//! The source-channel abstraction consumed by the listener.

use std::pin::Pin;

use async_trait::async_trait;
use chrono::{DateTime, Utc};
use futures::Stream;
use uuid::Uuid;

use crate::error::ChannelError;

/// An inbound item observed on a source channel.
#[derive(Debug, Clone)]
pub struct IncomingMessage {
    pub id: Uuid,
    /// Channel name ("telegram").
    pub channel: String,
    /// Chat the item was posted in (username or numeric id).
    pub chat: String,
    /// Raw message text.
    pub content: String,
    pub received_at: DateTime<Utc>,
    /// Channel-specific extras (update id, message id, ...).
    pub metadata: serde_json::Value,
}

impl IncomingMessage {
    pub fn new(
        channel: impl Into<String>,
        chat: impl Into<String>,
        content: impl Into<String>,
    ) -> Self {
        Self {
            id: Uuid::new_v4(),
            channel: channel.into(),
            chat: chat.into(),
            content: content.into(),
            received_at: Utc::now(),
            metadata: serde_json::Value::Null,
        }
    }

    pub fn with_metadata(mut self, metadata: serde_json::Value) -> Self {
        self.metadata = metadata;
        self
    }

    pub fn with_received_at(mut self, received_at: DateTime<Utc>) -> Self {
        self.received_at = received_at;
        self
    }
}

/// Async sequence of inbound messages.
pub type MessageStream = Pin<Box<dyn Stream<Item = IncomingMessage> + Send>>;

/// A live subscription to a single source channel.
///
/// `start` may be called again after a previous stream ended; implementations
/// must not assume the underlying connection is permanent.
#[async_trait]
pub trait Channel: Send + Sync {
    fn name(&self) -> &str;

    /// Open the subscription and return its message stream.
    async fn start(&self) -> Result<MessageStream, ChannelError>;

    async fn health_check(&self) -> Result<(), ChannelError> {
        Ok(())
    }

    async fn shutdown(&self) -> Result<(), ChannelError> {
        Ok(())
    }
}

+--

* **The problem**: Out of the material above, select every line that holds the string "subscription".

* **Task solution**:
/// A live subscription to a single source channel.
    /// Open the subscription and return its message stream.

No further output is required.